Another seeker of NASA funding is Vast, a company trying to establish two facilities in orbit. The first is a single module station called Haven 1, intended to be launched some time in mid-2026. More of a proof-of-concept than practical orbital facility, the company plans to follow Haven 1 with Haven 2, starting in 2028.

This is a far more ambitious undertaking, intended to expand from a single module in 2028 to a total of nine by 2032, new modules being added at roughly 6 month intervals. However, whilst billed as a successor to the ISS and capable of EVAs and other activities, and of providing “10 external payload facilities, allowing scientific research, development, and manufacturing to take place outside the station”, the exact science capabilities for Haven 2 have not been publicly released.

A small-scale technology demonstrator, Haven Demo, intended to test the propulsion, flight computers and navigation software to be used on Haven 1 and Haven 2 was successfully launched by SpaceX (who will provide all launch capabilities for the Vast projects, including crew transportation using Crew Dragon, together with communications via the Starlink network), so it will be interesting to see what data this returns and whether or not Vast can meet their mid-2026 launch target for Haven 1.

One further project I’ll mention here is Starlab, a joint venture between Voyager Technologies in the US and Europe’s Airbus Defence and Space. This potentially has the firmest footing in space research and science, as is intended to comprise two 8 metre by 8 metre modules (that is, twice the diameter of the modules in the international segment of the ISS) in which up to 400 experiments per year can be performed, putting it on a par with the ISS. However, the entire project is currently dependent on the SpaceX Starship vehicle as its launcher.

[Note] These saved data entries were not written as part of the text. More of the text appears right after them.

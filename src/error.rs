use thiserror::Error;

/// Main error type for kglink
#[derive(Error, Debug)]
pub enum KglinkError {
    /// HTTP transport errors (SPARQL endpoint, search API, embedding service)
    #[error("HTTP error: {0}")]
    Http(#[from] reqwest::Error),

    /// File system I/O errors
    #[error("IO error: {0}")]
    Io(#[from] std::io::Error),

    /// Configuration errors
    #[error("Configuration error: {0}")]
    Config(String),

    /// Embedding service errors
    #[error("Embedding service error: {0}")]
    Embedding(String),

    /// SPARQL endpoint / Wikidata API errors
    #[error("Query service error: {0}")]
    Query(String),

    /// Malformed response bodies or table files
    #[error("Parse error: {0}")]
    Parse(String),

    /// Invalid input
    #[error("Invalid input: {0}")]
    InvalidInput(String),
}

/// Convenient Result type using KglinkError
pub type Result<T> = std::result::Result<T, KglinkError>;
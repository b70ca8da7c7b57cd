//! Property and constraint tables.
//!
//! Two read-only tables produced by an offline embedding job, loaded once per
//! process and shared immutably for the run's duration. Embedding vectors in
//! the files are already L2-normalized.

use serde::Deserialize;
use std::collections::{HashMap, HashSet};
use std::path::Path;

use crate::error::{KglinkError, Result};
use crate::wikidata::trim_iri;

/// One property of the knowledge-graph vocabulary with its precomputed
/// semantic embeddings. Identity is the opaque identifier.
#[derive(Debug, Clone, Deserialize)]
pub struct Property {
    #[serde(rename = "property")]
    pub id: String,
    pub label: String,
    #[serde(default)]
    pub description: String,
    #[serde(default)]
    pub aliases: Vec<String>,
    pub label_embedding: Vec<f32>,
    pub description_embedding: Vec<f32>,
    /// One embedding per alias; absent when the property has no aliases.
    #[serde(default)]
    pub aliases_embedding: Option<Vec<Vec<f32>>>,
}

/// Declared type constraints and exemplar statements for one property.
#[derive(Debug, Clone, Deserialize)]
pub struct Constraint {
    #[serde(rename = "property")]
    pub id: String,
    /// Acceptable subject types (domain).
    #[serde(rename = "subjectConstraints", default)]
    pub subject_constraints: HashSet<String>,
    /// Acceptable object types (range).
    #[serde(rename = "valueConstraints", default)]
    pub value_constraints: HashSet<String>,
    /// One embedding per exemplar statement; absent when there are none.
    #[serde(default)]
    pub statements_embedding: Option<Vec<Vec<f32>>>,
}

/// Properties in file order. Order matters: channel rankings break score
/// ties by first-seen position.
#[derive(Debug, Clone, Default)]
pub struct PropertyTable {
    entries: Vec<Property>,
}

impl PropertyTable {
    pub fn new(entries: Vec<Property>) -> Self {
        Self { entries }
    }

    pub fn iter(&self) -> impl Iterator<Item = &Property> {
        self.entries.iter()
    }

    pub fn len(&self) -> usize {
        self.entries.len()
    }

    pub fn is_empty(&self) -> bool {
        self.entries.is_empty()
    }
}

/// Constraints in file order, with an identifier index for lookups.
#[derive(Debug, Clone, Default)]
pub struct ConstraintTable {
    entries: Vec<Constraint>,
    index: HashMap<String, usize>,
}

impl ConstraintTable {
    pub fn new(mut entries: Vec<Constraint>) -> Self {
        // Constraint sets in raw exports carry full entity IRIs; keep only
        // the trailing identifier so they compare against SPARQL-fetched types.
        for entry in &mut entries {
            entry.subject_constraints = entry
                .subject_constraints
                .iter()
                .map(|c| trim_iri(c).to_string())
                .collect();
            entry.value_constraints = entry
                .value_constraints
                .iter()
                .map(|c| trim_iri(c).to_string())
                .collect();
        }
        let index = entries
            .iter()
            .enumerate()
            .map(|(i, c)| (c.id.clone(), i))
            .collect();
        Self { entries, index }
    }

    pub fn iter(&self) -> impl Iterator<Item = &Constraint> {
        self.entries.iter()
    }

    pub fn get(&self, id: &str) -> Option<&Constraint> {
        self.index.get(id).map(|&i| &self.entries[i])
    }

    pub fn len(&self) -> usize {
        self.entries.len()
    }

    pub fn is_empty(&self) -> bool {
        self.entries.is_empty()
    }
}

/// Load both precomputed tables from their JSON files.
pub fn load_tables(
    properties_path: &Path,
    constraints_path: &Path,
) -> Result<(PropertyTable, ConstraintTable)> {
    log::info!(
        "Loading property table from {}",
        properties_path.display()
    );
    let properties: Vec<Property> = serde_json::from_str(&std::fs::read_to_string(
        properties_path,
    )?)
    .map_err(|e| KglinkError::Parse(format!("property table: {}", e)))?;

    log::info!(
        "Loading constraint table from {}",
        constraints_path.display()
    );
    let constraints: Vec<Constraint> = serde_json::from_str(&std::fs::read_to_string(
        constraints_path,
    )?)
    .map_err(|e| KglinkError::Parse(format!("constraint table: {}", e)))?;

    log::info!(
        "Loaded {} properties and {} constraints",
        properties.len(),
        constraints.len()
    );

    Ok((
        PropertyTable::new(properties),
        ConstraintTable::new(constraints),
    ))
}

#[cfg(test)]
mod tests {
    use super::*;
    use std::fs;
    use tempfile::TempDir;

    #[test]
    fn test_load_tables_from_json() {
        let temp_dir = TempDir::new().unwrap();
        let properties_path = temp_dir.path().join("properties.json");
        let constraints_path = temp_dir.path().join("constraints.json");

        fs::write(
            &properties_path,
            r#"[
                {
                    "property": "P166",
                    "label": "award received",
                    "description": "award or recognition received",
                    "aliases": ["won", "award won"],
                    "label_embedding": [1.0, 0.0],
                    "description_embedding": [0.0, 1.0],
                    "aliases_embedding": [[1.0, 0.0], [0.0, 1.0]]
                },
                {
                    "property": "P19",
                    "label": "place of birth",
                    "label_embedding": [0.0, 1.0],
                    "description_embedding": [1.0, 0.0]
                }
            ]"#,
        )
        .unwrap();

        fs::write(
            &constraints_path,
            r#"[
                {
                    "property": "P166",
                    "subjectConstraints": ["http://www.wikidata.org/entity/Q5"],
                    "valueConstraints": ["Q618779"],
                    "statements_embedding": [[0.6, 0.8]]
                }
            ]"#,
        )
        .unwrap();

        let (properties, constraints) =
            load_tables(&properties_path, &constraints_path).unwrap();

        assert_eq!(properties.len(), 2);
        let first = properties.iter().next().unwrap();
        assert_eq!(first.id, "P166");
        assert_eq!(first.aliases.len(), 2);
        assert!(first.aliases_embedding.is_some());

        let second = properties.iter().nth(1).unwrap();
        assert_eq!(second.description, "");
        assert!(second.aliases.is_empty());
        assert!(second.aliases_embedding.is_none());

        let constraint = constraints.get("P166").unwrap();
        // Full IRIs are trimmed to bare identifiers on load
        assert!(constraint.subject_constraints.contains("Q5"));
        assert!(constraint.value_constraints.contains("Q618779"));
        assert!(constraint.statements_embedding.is_some());
    }

    #[test]
    fn test_load_tables_rejects_malformed_json() {
        let temp_dir = TempDir::new().unwrap();
        let properties_path = temp_dir.path().join("properties.json");
        let constraints_path = temp_dir.path().join("constraints.json");
        fs::write(&properties_path, "not json").unwrap();
        fs::write(&constraints_path, "[]").unwrap();

        let result = load_tables(&properties_path, &constraints_path);
        assert!(matches!(result, Err(KglinkError::Parse(_))));
    }

    #[test]
    fn test_constraint_table_lookup() {
        let table = ConstraintTable::new(vec![Constraint {
            id: "P31".to_string(),
            subject_constraints: HashSet::new(),
            value_constraints: HashSet::new(),
            statements_embedding: None,
        }]);
        assert!(table.get("P31").is_some());
        assert!(table.get("P999").is_none());
    }
}
//! Remote document-store backend for saved listings.
//!
//! Speaks a small HTTP document-store API: documents are created, queried by
//! field equality, patched and deleted within a fixed collection. Every
//! failure propagates unmodified; this backend never swallows errors, because
//! the hybrid façade's fallback decision depends on seeing them.

use async_trait::async_trait;
use chrono::Utc;
use serde::Deserialize;
use serde_json::json;
use uuid::Uuid;

use super::views;
use super::BookingStore;
use crate::error::StoreError;
use crate::models::{BookingDraft, BookingStats, BookingUpdate, SavedBooking};

/// Collection holding saved-listing documents on the remote store.
const COLLECTION: &str = "saved_bookings";

/// Response shape of the query endpoint.
#[derive(Debug, Deserialize)]
struct QueryResponse {
    documents: Vec<SavedBooking>,
}

/// Client for the remote document-store API.
#[derive(Debug, Clone)]
pub struct RemoteStore {
    base_url: String,
    api_key: String,
    client: reqwest::Client,
}

impl RemoteStore {
    /// Creates a client for the document store at `base_url`, authenticating
    /// with `api_key` as a bearer token.
    pub fn new(base_url: impl Into<String>, api_key: impl Into<String>) -> Self {
        let base_url = base_url.into();
        Self {
            base_url: base_url.trim_end_matches('/').to_string(),
            api_key: api_key.into(),
            client: reqwest::Client::new(),
        }
    }

    /// Returns the server URL.
    pub fn base_url(&self) -> &str {
        &self.base_url
    }

    fn documents_url(&self) -> String {
        format!("{}/collections/{}/documents", self.base_url, COLLECTION)
    }

    fn document_url(&self, id: Uuid) -> String {
        format!("{}/{}", self.documents_url(), id)
    }

    fn query_url(&self) -> String {
        format!("{}/collections/{}/query", self.base_url, COLLECTION)
    }

    /// Maps a non-success response to `RemoteStatus`, with the response body
    /// as the message.
    async fn ensure_success(response: reqwest::Response) -> Result<reqwest::Response, StoreError> {
        let status = response.status();
        if status.is_success() {
            return Ok(response);
        }

        let message = response.text().await.unwrap_or_default();
        Err(StoreError::RemoteStatus {
            status: status.as_u16(),
            message,
        })
    }

    /// Runs a field-equality query against the collection.
    async fn query(&self, filter: serde_json::Value) -> Result<Vec<SavedBooking>, StoreError> {
        tracing::debug!("querying {} with {}", COLLECTION, filter);

        let response = self
            .client
            .post(self.query_url())
            .header("Authorization", format!("Bearer {}", self.api_key))
            .json(&json!({ "where": filter }))
            .send()
            .await?;

        let body: QueryResponse = Self::ensure_success(response).await?.json().await?;
        Ok(body.documents)
    }

    /// Resolves the document for a `(user_id, listing_id)` pair, if any.
    async fn find(
        &self,
        user_id: &str,
        listing_id: &str,
    ) -> Result<Option<SavedBooking>, StoreError> {
        let matches = self
            .query(json!({ "user_id": user_id, "listing.id": listing_id }))
            .await?;
        Ok(matches.into_iter().next())
    }
}

#[async_trait]
impl BookingStore for RemoteStore {
    async fn list(&self, user_id: &str) -> Result<Vec<SavedBooking>, StoreError> {
        let mut bookings = self.query(json!({ "user_id": user_id })).await?;
        // Server-side ordering is not assumed reliable; sort after fetch.
        views::sort_recent_first(&mut bookings);
        Ok(bookings)
    }

    async fn save(&self, draft: BookingDraft) -> Result<SavedBooking, StoreError> {
        // Read-then-write uniqueness check. The store has no transactions,
        // so two racing saves of the same pair can both land.
        if self.find(&draft.user_id, &draft.listing.id).await?.is_some() {
            return Err(StoreError::AlreadySaved {
                user_id: draft.user_id,
                listing_id: draft.listing.id,
            });
        }

        let booking = draft.into_booking();

        let response = self
            .client
            .post(self.documents_url())
            .header("Authorization", format!("Bearer {}", self.api_key))
            .json(&booking)
            .send()
            .await?;
        Self::ensure_success(response).await?;

        Ok(booking)
    }

    async fn remove(&self, user_id: &str, listing_id: &str) -> Result<bool, StoreError> {
        let Some(booking) = self.find(user_id, listing_id).await? else {
            return Ok(false);
        };

        let response = self
            .client
            .delete(self.document_url(booking.id))
            .header("Authorization", format!("Bearer {}", self.api_key))
            .send()
            .await?;
        Self::ensure_success(response).await?;

        Ok(true)
    }

    async fn is_saved(&self, user_id: &str, listing_id: &str) -> Result<bool, StoreError> {
        Ok(self.find(user_id, listing_id).await?.is_some())
    }

    async fn update(
        &self,
        user_id: &str,
        listing_id: &str,
        update: BookingUpdate,
    ) -> Result<bool, StoreError> {
        let Some(booking) = self.find(user_id, listing_id).await? else {
            return Ok(false);
        };

        let mut fields = serde_json::Map::new();
        if let Some(notes) = &update.notes {
            fields.insert("notes".to_string(), json!(notes));
        }
        if let Some(tags) = &update.tags {
            fields.insert("tags".to_string(), json!(tags));
        }
        if fields.is_empty() {
            return Ok(true);
        }

        let response = self
            .client
            .patch(self.document_url(booking.id))
            .header("Authorization", format!("Bearer {}", self.api_key))
            .json(&serde_json::Value::Object(fields))
            .send()
            .await?;
        Self::ensure_success(response).await?;

        Ok(true)
    }

    async fn by_category(
        &self,
        user_id: &str,
        category: &str,
    ) -> Result<Vec<SavedBooking>, StoreError> {
        let mut bookings = self
            .query(json!({ "user_id": user_id, "listing.category": category }))
            .await?;
        views::sort_recent_first(&mut bookings);
        Ok(bookings)
    }

    async fn search(&self, user_id: &str, query: &str) -> Result<Vec<SavedBooking>, StoreError> {
        // The document store only does field equality; substring matching
        // happens client-side over the user's records.
        Ok(views::search(self.list(user_id).await?, query))
    }

    async fn stats(&self, user_id: &str) -> Result<BookingStats, StoreError> {
        Ok(views::compute_stats(&self.list(user_id).await?, Utc::now()))
    }
}

#[cfg(test)]
mod tests {
    use super::*;

    #[test]
    fn test_urls_strip_trailing_slash() {
        let store = RemoteStore::new("http://localhost:8080/", "key");
        assert_eq!(store.base_url(), "http://localhost:8080");
        assert_eq!(
            store.documents_url(),
            "http://localhost:8080/collections/saved_bookings/documents"
        );
        assert_eq!(
            store.query_url(),
            "http://localhost:8080/collections/saved_bookings/query"
        );
    }

    #[test]
    fn test_document_url_embeds_id() {
        let store = RemoteStore::new("http://localhost:8080", "key");
        let id = Uuid::new_v4();
        assert!(store.document_url(id).ends_with(&id.to_string()));
    }
}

Given the overall status of that project (which is well behind its promised schedule, and apparently solely focused on being a Starlink delivery system if / when it does start proving it can reach orbit carrying a decent payload and be successfully reused) the proposed late-2028 launch target for Starlab could be best defined as “optimistic”.

Thus, on the one side of things, national interests in operating relative large-scale space station facilities  – and offering at least some of them (India, China) for international research opportunities – appears to be one the rise, whilst in the US, the emphasis is on turning LEO capabilities for humans over to the private sector wherein revenue, margins and profit are far more motivating than research. As such, it will be interesting as to which plays out better in terms of on-going space-based R&D – and which facilities actually come to pass.